═══ INFORMATION SUPPLIED ═══

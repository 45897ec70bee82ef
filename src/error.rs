use thiserror::Error;

/// Shorter syntax for the return type used all over the public surface.
pub type Result<T> = std::result::Result<T, Error>;

/// Every error an allocator in this crate can surface. The taxonomy is flat
/// on purpose: call sites can retry with different inputs ([`InvalidInput`],
/// [`SizeRequestTooLarge`]) or accommodate exhaustion ([`NoFreeBlock`],
/// [`ReachedMemoryLimit`], [`OutOfMemory`]); everything that indicates a bug
/// inside the crate collapses into [`Internal`].
///
/// [`InvalidInput`]: Error::InvalidInput
/// [`SizeRequestTooLarge`]: Error::SizeRequestTooLarge
/// [`NoFreeBlock`]: Error::NoFreeBlock
/// [`ReachedMemoryLimit`]: Error::ReachedMemoryLimit
/// [`OutOfMemory`]: Error::OutOfMemory
/// [`Internal`]: Error::Internal
#[derive(Debug, Clone, Copy, PartialEq, Eq, Error)]
pub enum Error {
    /// Zero size, non power of two or sub-word alignment, or a pointer that
    /// does not belong to the allocator it was handed to.
    #[error("invalid size, alignment or pointer in request")]
    InvalidInput,

    /// The request can never fit in a block of the configured size.
    #[error("request exceeds the configured block size")]
    SizeRequestTooLarge,

    /// The configured capacity is exhausted. Distinct from [`Error::OutOfMemory`]:
    /// the OS may have plenty of memory left, the allocator just isn't allowed
    /// to ask for more.
    #[error("configured memory limit reached")]
    ReachedMemoryLimit,

    /// No free region of sufficient size right now.
    #[error("no free block large enough to satisfy the request")]
    NoFreeBlock,

    /// The operating system refused to map more pages.
    #[error("out of memory")]
    OutOfMemory,

    /// The allocator does not implement this operation, e.g. per-allocation
    /// release on a bump allocator.
    #[error("operation not supported by this allocator")]
    OperationNotSupported,

    /// An internal invariant was violated. Observable but not actionable.
    #[error("internal allocator invariant violated")]
    Internal,
}

/// Failures of the block and platform layers. These never escape the crate:
/// strategies and providers map them to [`Error`] at their boundary.
#[derive(Debug, Clone, Copy, PartialEq, Eq, Error)]
pub(crate) enum Failure {
    #[error("block header is null")]
    HeaderIsNull,

    #[error("size must be non-zero")]
    InvalidSize,

    #[error("alignment must be a power of two and at least word size")]
    InvalidAlignment,

    #[error("block is too small for the requested bytes")]
    BlockTooSmall,

    #[error("the operating system refused to map pages")]
    AllocationFailed,

    #[error("the operating system failed to unmap pages")]
    ReleaseFailed,
}

impl From<Failure> for Error {
    fn from(failure: Failure) -> Self {
        match failure {
            Failure::AllocationFailed => Error::OutOfMemory,
            _ => Error::Internal,
        }
    }
}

═══

Every line of the listing above that contains "violated" is to be copied.

    /// An internal invariant was violated. Observable but not actionable.
    #[error("internal allocator invariant violated")]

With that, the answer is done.